Synergy Server connections to vmware iSCSI and LACP

 
vitg
Senior Member

Re: Synergy Server connections to vmware iSCSI and LACP

The general rule is not to mix LACP with iSCSI. It is supported by some storage vendors on particular systems.

LACP introduces an extra layer of complexity between the Initiator and the target, and a range of variables you need to account for.

Generally speaking MPIO does increase throughput and will behave more consistently during a link failure, take the below:

On vmware environments, using lacp introduces a greater potential for APD or PDL as the time the network takes to re-converge following a link failure depends on the LACP timers themselves and other features such as Spanning tree.

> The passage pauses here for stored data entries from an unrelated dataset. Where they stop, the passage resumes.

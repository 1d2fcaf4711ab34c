//! One-shot scoring command
//!
//! Scores a single guess against a given target without starting a round.

use crate::core::{GuessResult, ScoringMode, Word, score_with};
use anyhow::{Result, anyhow};

/// Result of scoring one guess
#[derive(Debug)]
pub struct ScoreReport {
    pub guess: Word,
    pub target: Word,
    pub result: GuessResult,
}

/// Score `guess` against `target`
///
/// # Errors
///
/// Returns an error if either word is malformed or their lengths differ.
pub fn score_words(guess: &str, target: &str, mode: ScoringMode) -> Result<ScoreReport> {
    let guess = Word::new(guess).map_err(|e| anyhow!("Invalid guess: {e}"))?;
    let target = Word::new(target).map_err(|e| anyhow!("Invalid target: {e}"))?;
    let result = score_with(&guess, &target, mode)?;

    Ok(ScoreReport {
        guess,
        target,
        result,
    })
}
//! Per-letter feedback for a scored guess
//!
//! Each position of a guess is classified as one of:
//! - 2 = Exact (letter in the correct position)
//! - 1 = Misplaced (letter in the word, wrong position)
//! - 0 = Absent (letter not in the word, or every copy already claimed)

use std::fmt;

/// Verdict for one letter at one position
#[derive(Debug, Clone, Copy, PartialEq, Eq, Hash, PartialOrd, Ord)]
pub enum LetterClassification {
    Absent,
    Misplaced,
    Exact,
}

impl LetterClassification {
    /// Numeric score (Exact = 2, Misplaced = 1, Absent = 0)
    #[inline]
    #[must_use]
    pub const fn value(self) -> u8 {
        match self {
            Self::Exact => 2,
            Self::Misplaced => 1,
            Self::Absent => 0,
        }
    }

    /// Inverse of [`LetterClassification::value`]
    #[must_use]
    pub const fn from_value(value: u8) -> Option<Self> {
        match value {
            2 => Some(Self::Exact),
            1 => Some(Self::Misplaced),
            0 => Some(Self::Absent),
            _ => None,
        }
    }

    /// Square emoji used in shareable summaries
    #[must_use]
    pub const fn emoji(self) -> char {
        match self {
            Self::Exact => '🟩',
            Self::Misplaced => '🟨',
            Self::Absent => '🟥',
        }
    }
}

/// Feedback for a whole guess, positionally aligned with it
#[derive(Debug, Clone, PartialEq, Eq, Hash)]
pub struct GuessResult(Vec<LetterClassification>);

impl GuessResult {
    #[must_use]
    pub const fn new(classes: Vec<LetterClassification>) -> Self {
        Self(classes)
    }

    /// Classifications in guess order
    #[inline]
    #[must_use]
    pub fn classes(&self) -> &[LetterClassification] {
        &self.0
    }

    #[inline]
    #[must_use]
    pub fn len(&self) -> usize {
        self.0.len()
    }

    #[inline]
    #[must_use]
    pub fn is_empty(&self) -> bool {
        self.0.is_empty()
    }

    /// True when every position is an exact match
    #[must_use]
    pub fn is_all_exact(&self) -> bool {
        !self.0.is_empty() && self.0.iter().all(|&c| c == LetterClassification::Exact)
    }

    #[must_use]
    pub fn count_exact(&self) -> usize {
        self.count(LetterClassification::Exact)
    }

    #[must_use]
    pub fn count_misplaced(&self) -> usize {
        self.count(LetterClassification::Misplaced)
    }

    fn count(&self, class: LetterClassification) -> usize {
        self.0.iter().filter(|&&c| c == class).count()
    }

    /// Numeric 2/1/0 form, one entry per position
    #[must_use]
    pub fn values(&self) -> Vec<u8> {
        self.0.iter().map(|c| c.value()).collect()
    }

    /// Convert to an emoji string like "🟥🟥🟨🟩🟨"
    #[must_use]
    pub fn to_emoji(&self) -> String {
        self.0.iter().map(|c| c.emoji()).collect()
    }
}

impl fmt::Display for GuessResult {
    fn fmt(&self, f: &mut fmt::Formatter<'_>) -> fmt::Result {
        f.write_str(&self.to_emoji())
    }
}

#[cfg(test)]
mod tests {
    use super::LetterClassification::{Absent, Exact, Misplaced};
    use super::*;

    #[test]
    fn classification_values_round_trip_known_ordinals() {
        assert_eq!(Exact.value(), 2);
        assert_eq!(Misplaced.value(), 1);
        assert_eq!(Absent.value(), 0);
        assert_eq!(LetterClassification::from_value(2), Some(Exact));
        assert_eq!(LetterClassification::from_value(3), None);
    }

    #[test]
    fn classification_ordering_follows_strength() {
        assert!(Exact > Misplaced);
        assert!(Misplaced > Absent);
    }

    #[test]
    fn result_counts() {
        let result = GuessResult::new(vec![Absent, Absent, Misplaced, Exact, Misplaced]);
        assert_eq!(result.count_exact(), 1);
        assert_eq!(result.count_misplaced(), 2);
        assert_eq!(result.values(), vec![0, 0, 1, 2, 1]);
        assert!(!result.is_all_exact());
    }

    #[test]
    fn result_all_exact() {
        assert!(GuessResult::new(vec![Exact; 5]).is_all_exact());
        assert!(!GuessResult::new(Vec::new()).is_all_exact());
    }

    #[test]
    fn result_emoji() {
        let result = GuessResult::new(vec![Exact, Misplaced, Absent]);
        assert_eq!(result.to_emoji(), "🟩🟨🟥");
        assert_eq!(format!("{result}"), "🟩🟨🟥");
    }
}
//! Game flow
//!
//! The round state machine, hint selection and session statistics.

pub mod hint;
mod round;
mod stats;

pub use hint::{HINT_THRESHOLD, best_hint};
pub use round::{MAX_ATTEMPTS, Round, RoundOutcome, RoundStatus};
pub use stats::SessionStatistics;
//! Hint selection
//!
//! After each guess the player may be shown a dictionary word that shares
//! letters with it.

use crate::core::Word;

/// Default minimum match score for a hint
pub const HINT_THRESHOLD: usize = 2;

/// Candidates this short are never offered
const MIN_HINT_LENGTH: usize = 3;

/// Number of guess positions whose letter occurs somewhere in `candidate`
///
/// Repeated guess letters count once per position.
#[must_use]
pub fn match_score(guess: &Word, candidate: &Word) -> usize {
    guess
        .letters()
        .iter()
        .filter(|&&letter| candidate.has_letter(letter))
        .count()
}

/// Pick the candidate sharing the most letters with `guess`
///
/// Candidates shorter than three letters are skipped. Returns `None` unless
/// some candidate scores at least `threshold`. On a tie the first candidate
/// encountered is kept. Callers that don't want the guess or the target
/// offered back filter them out of `candidates`.
///
/// # Examples
/// ```
/// use wordle_game::core::Word;
/// use wordle_game::game::best_hint;
///
/// let guess = Word::new("crane").unwrap();
/// let words: Vec<Word> = ["ox", "cat", "near", "earn"]
///     .iter()
///     .map(|w| Word::new(w).unwrap())
///     .collect();
///
/// assert_eq!(best_hint(&guess, &words, 2).map(Word::text), Some("NEAR"));
/// ```
pub fn best_hint<'a, I>(guess: &Word, candidates: I, threshold: usize) -> Option<&'a Word>
where
    I: IntoIterator<Item = &'a Word>,
{
    let mut best: Option<(&Word, usize)> = None;

    for candidate in candidates {
        if candidate.len() < MIN_HINT_LENGTH {
            continue;
        }
        let score = match_score(guess, candidate);
        if score >= threshold && best.is_none_or(|(_, best_score)| score > best_score) {
            best = Some((candidate, score));
        }
    }

    best.map(|(word, _)| word)
}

If the Host, interconnect modules, switches and the Storage appliance are all using lacp, even with fast timers, that's potentially a theoretical minimum of 4 seconds just for LACP, then you have spanning tree on top.

Usually this results in a host not receiving PDL or other SCSI sense codes and it will eventually timeout and mark the datastore as down, requiring manual intervention.

From experience, this is the real world behavior. The Initiator looses a link that happens to be carrying iSCSI traffic, then the delay from re-convergance of LACP and Spanning tree knocks the datastore offline, if there are running vm's it can require force powering them down before the host will even mark the datastore as active again or even a reboot of the host itself.

We have synergy in our environment configured with portchannels with fallback to LACP (SoNIC) on our F32 modules, the blades themselves have multiple ports per mezzanine, across multiple bays and we don't have any lacp at the blade/host level. MPIO is used with round-robin to distribute across the bound iSCSI adapter ports. We usually see 1-4 dropped I/O requests during a loss of path, but other IO sessions on other links are not impacted.

With LACP, the throuput didn't improve (expected) and behavior during a loss of link almost always lead to APD or PDL on the host impacted.

This didn't account for iSER at the time we tested it.